Autumn in NYC

This last Friday I flew into NYC and after a wonderful hour long shuttle ride (no joke, I love the long shuttle trips through the neighborhoods) to my hotel, I went to see my friend Claire O’Conner and meet some new friends at the Happy Ending Lounge for some readings.  Already a little behind schedule, I put on my speed walk and with directions from the desk clerk I took off.   During the two mile walk from the Flat Iron District, my phone died, and I passed the entrance of the place three times as the sign hanging above the entrance was from its former incarnation as a Chinese Health Club.  Inside I heard one of the greatest short stories I’ve heard in awhile.  Miracle Joe read while a keyboardist and violinist played a soundtrack to his words.  I have been lucky enough to read as musicians improvised to my words, but this was exemplary.  His words spilled out and blended with the notes and chords so that it was all music.

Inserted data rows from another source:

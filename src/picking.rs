//! Picking: mapping screen/world coordinates back to scene entities
//!
//! Pickers operate on the renderer's actor store and return actor-keyed
//! hits; managers reverse-map the hit actor to a display node through their
//! actor caches. The transient pick state is reset at the start of every
//! pick, and its query surface uses sentinel values (empty string, -1) for
//! "nothing picked".

use glam::{Mat4, Vec3};

use crate::dmml::NodeId;
use crate::render::{ActorId, Ray, Renderer};

/// One pick hit against an actor
#[derive(Debug, Clone, Copy)]
pub struct PickHit {
    pub actor: ActorId,
    /// Hit position in world (RAS) coordinates
    pub world: Vec3,
    /// Index of the hit cell within the actor geometry
    pub cell_id: usize,
    /// Index of the nearest vertex of the hit cell
    pub point_id: usize,
    /// Ray parameter of the hit, for nearest-hit selection
    pub t: f32,
}

/// Möller–Trumbore ray/triangle intersection
fn ray_triangle(ray: &Ray, a: Vec3, b: Vec3, c: Vec3) -> Option<f32> {
    const EPS: f32 = 1e-7;
    let ab = b - a;
    let ac = c - a;
    let pvec = ray.direction.cross(ac);
    let det = ab.dot(pvec);
    if det.abs() < EPS {
        return None;
    }
    let inv_det = 1.0 / det;
    let tvec = ray.origin - a;
    let u = tvec.dot(pvec) * inv_det;
    if !(0.0..=1.0).contains(&u) {
        return None;
    }
    let qvec = tvec.cross(ab);
    let v = ray.direction.dot(qvec) * inv_det;
    if v < 0.0 || u + v > 1.0 {
        return None;
    }
    let t = ac.dot(qvec) * inv_det;
    (t > EPS).then_some(t)
}

fn nearest_vertex(indices: &[u32], points: &[Vec3], pose: &Mat4, world: Vec3) -> usize {
    let mut best = indices[0] as usize;
    let mut best_d = f32::MAX;
    for &i in indices {
        let p = pose.transform_point3(points[i as usize]);
        let d = p.distance_squared(world);
        if d < best_d {
            best_d = d;
            best = i as usize;
        }
    }
    best
}

/// Tolerance-based cell picker: nearest ray/triangle hit over pickable actors
#[derive(Debug, Clone)]
pub struct CellPicker {
    /// World-space tolerance for picking line cells
    pub tolerance: f32,
}

impl Default for CellPicker {
    fn default() -> Self {
        Self { tolerance: 0.5 }
    }
}

impl CellPicker {
    /// Picks the nearest cell along the ray, or None
    pub fn pick(&self, ray: &Ray, renderer: &Renderer) -> Option<PickHit> {
        let mut best: Option<PickHit> = None;
        for (actor_id, actor) in renderer.actors() {
            if !actor.visible || !actor.pickable {
                continue;
            }
            let points = &actor.geometry.points;
            for (cell_id, tri) in actor.geometry.triangles.iter().enumerate() {
                let a = actor.pose.transform_point3(points[tri[0] as usize]);
                let b = actor.pose.transform_point3(points[tri[1] as usize]);
                let c = actor.pose.transform_point3(points[tri[2] as usize]);
                if let Some(t) = ray_triangle(ray, a, b, c) {
                    if best.map_or(true, |h| t < h.t) {
                        let world = ray.origin + ray.direction * t;
                        let point_id = nearest_vertex(tri, points, &actor.pose, world);
                        best = Some(PickHit {
                            actor: actor_id,
                            world,
                            cell_id,
                            point_id,
                            t,
                        });
                    }
                }
            }
            // Line cells pick within the tolerance of the ray.
            for (cell_id, line) in actor.geometry.lines.iter().enumerate() {
                let a = actor.pose.transform_point3(points[line[0] as usize]);
                let b = actor.pose.transform_point3(points[line[1] as usize]);
                if let Some((t, world)) = ray_segment_near(ray, a, b, self.tolerance) {
                    if best.map_or(true, |h| t < h.t) {
                        let point_id = nearest_vertex(line, points, &actor.pose, world);
                        best = Some(PickHit {
                            actor: actor_id,
                            world,
                            cell_id: actor.geometry.triangles.len() + cell_id,
                            point_id,
                            t,
                        });
                    }
                }
            }
        }
        best
    }
}

/// Closest approach of a ray to a segment; hit if within tolerance
fn ray_segment_near(ray: &Ray, a: Vec3, b: Vec3, tolerance: f32) -> Option<(f32, Vec3)> {
    let seg = b - a;
    let seg_len = seg.length();
    if seg_len < f32::EPSILON {
        return None;
    }
    // Sample the segment and keep the closest point to the ray. The segment
    // is short (one triangle crossing), so coarse sampling is adequate.
    let steps = 8;
    let mut best: Option<(f32, Vec3)> = None;
    for i in 0..=steps {
        let p = a + seg * (i as f32 / steps as f32);
        let t = (p - ray.origin).dot(ray.direction);
        if t <= 0.0 {
            continue;
        }
        let on_ray = ray.origin + ray.direction * t;
        if on_ray.distance(p) <= tolerance && best.map_or(true, |(bt, _)| t < bt) {
            best = Some((t, p));
        }
    }
    best
}

/// Point picker: nearest vertex within tolerance of the ray
#[derive(Debug, Clone)]
pub struct PointPicker {
    pub tolerance: f32,
}

impl Default for PointPicker {
    fn default() -> Self {
        Self { tolerance: 1.0 }
    }
}

impl PointPicker {
    /// Picks the nearest vertex along the ray, or None
    pub fn pick(&self, ray: &Ray, renderer: &Renderer) -> Option<PickHit> {
        let mut best: Option<PickHit> = None;
        for (actor_id, actor) in renderer.actors() {
            if !actor.visible || !actor.pickable {
                continue;
            }
            for (point_id, &p) in actor.geometry.points.iter().enumerate() {
                let world = actor.pose.transform_point3(p);
                let t = (world - ray.origin).dot(ray.direction);
                if t <= 0.0 {
                    continue;
                }
                let on_ray = ray.origin + ray.direction * t;
                if on_ray.distance(world) <= self.tolerance
                    && best.map_or(true, |h| t < h.t)
                {
                    best = Some(PickHit {
                        actor: actor_id,
                        world,
                        cell_id: 0,
                        point_id,
                        t,
                    });
                }
            }
        }
        best
    }

    /// Picks the nearest vertex to a world position, within tolerance
    pub fn pick_world(&self, position: Vec3, renderer: &Renderer) -> Option<PickHit> {
        let mut best: Option<PickHit> = None;
        for (actor_id, actor) in renderer.actors() {
            if !actor.visible || !actor.pickable {
                continue;
            }
            for (point_id, &p) in actor.geometry.points.iter().enumerate() {
                let world = actor.pose.transform_point3(p);
                let d = world.distance(position);
                if d <= self.tolerance && best.map_or(true, |h| d < h.t) {
                    best = Some(PickHit {
                        actor: actor_id,
                        world,
                        cell_id: 0,
                        point_id,
                        t: d,
                    });
                }
            }
        }
        best
    }
}

/// Prop picker: first actor whose world bounds the ray enters
#[derive(Debug, Clone, Default)]
pub struct PropPicker;

impl PropPicker {
    pub fn pick(&self, ray: &Ray, renderer: &Renderer) -> Option<(ActorId, Vec3)> {
        let mut best: Option<(f32, ActorId)> = None;
        for (actor_id, actor) in renderer.actors() {
            if !actor.visible || !actor.pickable {
                continue;
            }
            let Some(bounds) = actor.world_bounds() else {
                continue;
            };
            if let Some(t) = ray_aabb(ray, bounds.min, bounds.max) {
                if best.map_or(true, |(bt, _)| t < bt) {
                    best = Some((t, actor_id));
                }
            }
        }
        best.map(|(t, id)| (id, ray.origin + ray.direction * t))
    }
}

/// Slab-method ray/AABB intersection, returning the entry parameter
fn ray_aabb(ray: &Ray, min: Vec3, max: Vec3) -> Option<f32> {
    let inv = ray.direction.recip();
    let t0 = (min - ray.origin) * inv;
    let t1 = (max - ray.origin) * inv;
    let tmin = t0.min(t1);
    let tmax = t0.max(t1);
    let enter = tmin.max_element().max(0.0);
    let exit = tmax.min_element();
    (enter <= exit).then_some(enter)
}

/// Transient result of the last pick operation
#[derive(Debug, Clone, Default)]
pub struct PickState {
    node_id: Option<NodeId>,
    ras: Vec3,
    cell_id: Option<usize>,
    point_id: Option<usize>,
}

impl PickState {
    /// Resets every field to its empty sentinel; true if anything changed
    pub fn reset(&mut self) -> bool {
        let changed = self.node_id.is_some()
            || self.ras != Vec3::ZERO
            || self.cell_id.is_some()
            || self.point_id.is_some();
        *self = PickState::default();
        changed
    }

    /// Fills the state from a resolved hit; true if anything changed
    pub fn set(&mut self, node_id: NodeId, ras: Vec3, cell_id: usize, point_id: usize) -> bool {
        let changed = self.node_id.as_ref() != Some(&node_id)
            || self.ras != ras
            || self.cell_id != Some(cell_id)
            || self.point_id != Some(point_id);
        self.node_id = Some(node_id);
        self.ras = ras;
        self.cell_id = Some(cell_id);
        self.point_id = Some(point_id);
        changed
    }

    /// ID of the picked display node; empty string when nothing was picked
    pub fn picked_node_id(&self) -> &str {
        self.node_id.as_ref().map(NodeId::as_str).unwrap_or("")
    }

    /// Picked position in RAS coordinates
    pub fn picked_ras(&self) -> [f32; 3] {
        self.ras.to_array()
    }

    /// Picked cell index, -1 when nothing was picked
    pub fn picked_cell_id(&self) -> i64 {
        self.cell_id.map_or(-1, |c| c as i64)
    }

    /// Picked point index, -1 when nothing was picked
    pub fn picked_point_id(&self) -> i64 {
        self.point_id.map_or(-1, |p| p as i64)
    }
}

#[cfg(test)]
mod tests {
    use super::*;
    use crate::geometry::PolyMesh;
    use crate::render::{Actor, DrawGroup, RenderGeometry};

    fn renderer_with_cube() -> (Renderer, ActorId) {
        let mut renderer = Renderer::new();
        let actor = Actor::new(
            RenderGeometry::from_poly_mesh(&PolyMesh::cube(Vec3::ZERO, 1.0)),
            DrawGroup::Regular,
        );
        let id = renderer.add_actor(actor);
        (renderer, id)
    }

    #[test]
    fn test_cell_pick_hits_front_face() {
        let (renderer, id) = renderer_with_cube();
        let ray = Ray {
            origin: Vec3::new(0.0, 0.0, 10.0),
            direction: Vec3::new(0.0, 0.0, -1.0),
        };
        let hit = CellPicker::default().pick(&ray, &renderer).unwrap();
        assert_eq!(hit.actor, id);
        assert!((hit.world.z - 1.0).abs() < 1e-4);
    }

    #[test]
    fn test_cell_pick_misses_off_axis() {
        let (renderer, _) = renderer_with_cube();
        let ray = Ray {
            origin: Vec3::new(10.0, 10.0, 10.0),
            direction: Vec3::new(0.0, 0.0, -1.0),
        };
        assert!(CellPicker::default().pick(&ray, &renderer).is_none());
    }

    #[test]
    fn test_point_pick_world() {
        let (renderer, id) = renderer_with_cube();
        let hit = PointPicker::default()
            .pick_world(Vec3::new(1.05, 1.0, 1.0), &renderer)
            .unwrap();
        assert_eq!(hit.actor, id);
        assert_eq!(
            renderer.actor(id).unwrap().geometry.points[hit.point_id],
            Vec3::new(1.0, 1.0, 1.0)
        );
    }

    #[test]
    fn test_prop_pick_nearest_actor() {
        let mut renderer = Renderer::new();
        let near = renderer.add_actor(Actor::new(
            RenderGeometry::from_poly_mesh(&PolyMesh::cube(Vec3::new(0.0, 0.0, 5.0), 1.0)),
            DrawGroup::Regular,
        ));
        let _far = renderer.add_actor(Actor::new(
            RenderGeometry::from_poly_mesh(&PolyMesh::cube(Vec3::new(0.0, 0.0, -5.0), 1.0)),
            DrawGroup::Regular,
        ));
        let ray = Ray {
            origin: Vec3::new(0.0, 0.0, 10.0),
            direction: Vec3::new(0.0, 0.0, -1.0),
        };
        let (id, _) = PropPicker.pick(&ray, &renderer).unwrap();
        assert_eq!(id, near);
    }

    #[test]
    fn test_pick_state_sentinels() {
        let mut state = PickState::default();
        assert_eq!(state.picked_node_id(), "");
        assert_eq!(state.picked_cell_id(), -1);
        assert_eq!(state.picked_point_id(), -1);
        assert!(state.set(NodeId::new("ModelDisplay1"), Vec3::ONE, 3, 7));
        assert_eq!(state.picked_node_id(), "ModelDisplay1");
        assert!(state.reset());
        assert_eq!(state.picked_cell_id(), -1);
        assert!(!state.reset());
    }
}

This brings to mind the adage of reading your work aloud to hear how the language works in your piece and helps create the tone and rhythm.  It smooths your sentences and awkward word choices stick out like broken cobblestones.  Richard Ford reads all his work to his wife, but cautions, “The liability to it is that you will sometimes — or that I will sometimes reduce a word — rather a sentence — to something slightly less complex than it needs to be. I expect readers who read books of mine to read them silently to themselves and their mind can put up with complex syntax…But when I submit everything to my own spoken voice, sometimes I think I simplify them in ways that perhaps I don’t need to do. So that when I come to a complex passage, I look at it really hard and think to myself, am I going to do harm to this passage if I bring it down to just what I can say aloud?”

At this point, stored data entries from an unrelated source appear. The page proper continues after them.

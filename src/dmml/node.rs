//! Scene node identity and the typed node union
//!
//! Every node in the DMML scene is stored in the scene arena and addressed by
//! a stable string ID. Cross-references between nodes (display lists,
//! transform parents, folder parents) are always by ID, never by pointer, so
//! removing a node can never leave a dangling reference — only an
//! unresolvable ID that lookups treat as "not present".

use std::collections::HashMap;
use std::fmt;

use serde::{Deserialize, Serialize};

use super::display::ModelDisplayNode;
use super::model::ModelNode;
use super::transform::TransformNode;
use super::view::{CameraNode, ClipNode, FolderNode, SliceNode, ViewNode};

/// Stable, scene-unique identifier of a node
///
/// Generated by the scene as `<ClassTag><counter>` ("Model1",
/// "ModelDisplay2", ...) and preserved across save/restore.
#[derive(Debug, Clone, PartialEq, Eq, Hash, PartialOrd, Ord, Serialize, Deserialize)]
#[serde(transparent)]
pub struct NodeId(String);

impl NodeId {
    /// Creates an ID from an explicit string (used by scene restore)
    pub fn new(id: impl Into<String>) -> Self {
        Self(id.into())
    }

    /// The underlying string form of the ID
    pub fn as_str(&self) -> &str {
        &self.0
    }

    /// True for the placeholder ID of a node not yet added to a scene
    pub fn is_unset(&self) -> bool {
        self.0.is_empty()
    }
}

impl fmt::Display for NodeId {
    fn fmt(&self, f: &mut fmt::Formatter<'_>) -> fmt::Result {
        f.write_str(&self.0)
    }
}

impl Default for NodeId {
    fn default() -> Self {
        Self(String::new())
    }
}

/// State shared by every node kind
#[derive(Debug, Clone, Default, Serialize, Deserialize)]
pub struct NodeBase {
    /// Scene-unique ID, assigned when the node is added to a scene
    pub id: NodeId,
    /// Human-readable name, not required to be unique
    pub name: String,
    /// Free-form description (auto-created nodes get a recognizable one)
    pub description: String,
    /// Typed string attributes
    pub attributes: HashMap<String, String>,
    /// Parent transform node, by ID (weak reference)
    pub parent_transform: Option<NodeId>,
    /// Parent hierarchy folder, by ID (weak reference)
    pub parent_folder: Option<NodeId>,
    /// Modification stamp, bumped by `Scene::modify`
    #[serde(skip)]
    pub(crate) mtime: u64,
}

impl NodeBase {
    /// Creates a base with the given name and everything else unset
    pub fn named(name: impl Into<String>) -> Self {
        Self {
            name: name.into(),
            ..Self::default()
        }
    }

    /// Modification stamp of this node
    pub fn mtime(&self) -> u64 {
        self.mtime
    }
}

/// Discriminant of the node union, used in events and filtering
#[derive(Debug, Clone, Copy, PartialEq, Eq, Hash, Serialize, Deserialize)]
pub enum NodeKind {
    Model,
    ModelDisplay,
    Transform,
    Camera,
    View,
    Slice,
    Folder,
    Clip,
}

impl NodeKind {
    /// Class tag used as the prefix of generated node IDs
    pub fn class_tag(self) -> &'static str {
        match self {
            NodeKind::Model => "Model",
            NodeKind::ModelDisplay => "ModelDisplay",
            NodeKind::Transform => "Transform",
            NodeKind::Camera => "Camera",
            NodeKind::View => "View",
            NodeKind::Slice => "Slice",
            NodeKind::Folder => "Folder",
            NodeKind::Clip => "Clip",
        }
    }
}

/// The typed node union stored in the scene arena
#[derive(Debug, Clone, Serialize, Deserialize)]
pub enum Node {
    Model(ModelNode),
    ModelDisplay(ModelDisplayNode),
    Transform(TransformNode),
    Camera(CameraNode),
    View(ViewNode),
    Slice(SliceNode),
    Folder(FolderNode),
    Clip(ClipNode),
}

impl Node {
    /// Shared base state of any node kind
    pub fn base(&self) -> &NodeBase {
        match self {
            Node::Model(n) => &n.base,
            Node::ModelDisplay(n) => &n.base,
            Node::Transform(n) => &n.base,
            Node::Camera(n) => &n.base,
            Node::View(n) => &n.base,
            Node::Slice(n) => &n.base,
            Node::Folder(n) => &n.base,
            Node::Clip(n) => &n.base,
        }
    }

    /// Mutable access to the shared base state
    pub fn base_mut(&mut self) -> &mut NodeBase {
        match self {
            Node::Model(n) => &mut n.base,
            Node::ModelDisplay(n) => &mut n.base,
            Node::Transform(n) => &mut n.base,
            Node::Camera(n) => &mut n.base,
            Node::View(n) => &mut n.base,
            Node::Slice(n) => &mut n.base,
            Node::Folder(n) => &mut n.base,
            Node::Clip(n) => &mut n.base,
        }
    }

    /// Scene-unique ID of this node
    pub fn id(&self) -> &NodeId {
        &self.base().id
    }

    /// Human-readable name of this node
    pub fn name(&self) -> &str {
        &self.base().name
    }

    /// Discriminant of this node
    pub fn kind(&self) -> NodeKind {
        match self {
            Node::Model(_) => NodeKind::Model,
            Node::ModelDisplay(_) => NodeKind::ModelDisplay,
            Node::Transform(_) => NodeKind::Transform,
            Node::Camera(_) => NodeKind::Camera,
            Node::View(_) => NodeKind::View,
            Node::Slice(_) => NodeKind::Slice,
            Node::Folder(_) => NodeKind::Folder,
            Node::Clip(_) => NodeKind::Clip,
        }
    }

    pub fn as_model(&self) -> Option<&ModelNode> {
        match self {
            Node::Model(n) => Some(n),
            _ => None,
        }
    }

    pub fn as_model_mut(&mut self) -> Option<&mut ModelNode> {
        match self {
            Node::Model(n) => Some(n),
            _ => None,
        }
    }

    pub fn as_display(&self) -> Option<&ModelDisplayNode> {
        match self {
            Node::ModelDisplay(n) => Some(n),
            _ => None,
        }
    }

    pub fn as_display_mut(&mut self) -> Option<&mut ModelDisplayNode> {
        match self {
            Node::ModelDisplay(n) => Some(n),
            _ => None,
        }
    }

    pub fn as_transform(&self) -> Option<&TransformNode> {
        match self {
            Node::Transform(n) => Some(n),
            _ => None,
        }
    }

    pub fn as_transform_mut(&mut self) -> Option<&mut TransformNode> {
        match self {
            Node::Transform(n) => Some(n),
            _ => None,
        }
    }

    pub fn as_camera(&self) -> Option<&CameraNode> {
        match self {
            Node::Camera(n) => Some(n),
            _ => None,
        }
    }

    pub fn as_camera_mut(&mut self) -> Option<&mut CameraNode> {
        match self {
            Node::Camera(n) => Some(n),
            _ => None,
        }
    }

    pub fn as_view(&self) -> Option<&ViewNode> {
        match self {
            Node::View(n) => Some(n),
            _ => None,
        }
    }

    pub fn as_view_mut(&mut self) -> Option<&mut ViewNode> {
        match self {
            Node::View(n) => Some(n),
            _ => None,
        }
    }

    pub fn as_slice(&self) -> Option<&SliceNode> {
        match self {
            Node::Slice(n) => Some(n),
            _ => None,
        }
    }

    pub fn as_slice_mut(&mut self) -> Option<&mut SliceNode> {
        match self {
            Node::Slice(n) => Some(n),
            _ => None,
        }
    }

    pub fn as_folder(&self) -> Option<&FolderNode> {
        match self {
            Node::Folder(n) => Some(n),
            _ => None,
        }
    }

    pub fn as_folder_mut(&mut self) -> Option<&mut FolderNode> {
        match self {
            Node::Folder(n) => Some(n),
            _ => None,
        }
    }

    pub fn as_clip(&self) -> Option<&ClipNode> {
        match self {
            Node::Clip(n) => Some(n),
            _ => None,
        }
    }

    pub fn as_clip_mut(&mut self) -> Option<&mut ClipNode> {
        match self {
            Node::Clip(n) => Some(n),
            _ => None,
        }
    }
}

#[cfg(test)]
mod tests {
    use super::*;

    #[test]
    fn test_node_kind_class_tags_are_distinct() {
        let kinds = [
            NodeKind::Model,
            NodeKind::ModelDisplay,
            NodeKind::Transform,
            NodeKind::Camera,
            NodeKind::View,
            NodeKind::Slice,
            NodeKind::Folder,
            NodeKind::Clip,
        ];
        for (i, a) in kinds.iter().enumerate() {
            for b in kinds.iter().skip(i + 1) {
                assert_ne!(a.class_tag(), b.class_tag());
            }
        }
    }

    #[test]
    fn test_unset_id() {
        let id = NodeId::default();
        assert!(id.is_unset());
        assert!(!NodeId::new("Model1").is_unset());
    }
}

And there’s the rub. In writing it is never as prescriptive as “do this thing” or as proscriptive as to say “don’t this thing,” to write successfully.  Reading aloud is a valuable tool, but like looking for an address in the city, sometimes you got to slow down to consider the small card in the corner of the window to let you know you’re in the right place under the gaudy pink and yellow sign.  As for Miracle Joe, he took us on a wondrous journey through the city and brought the place down.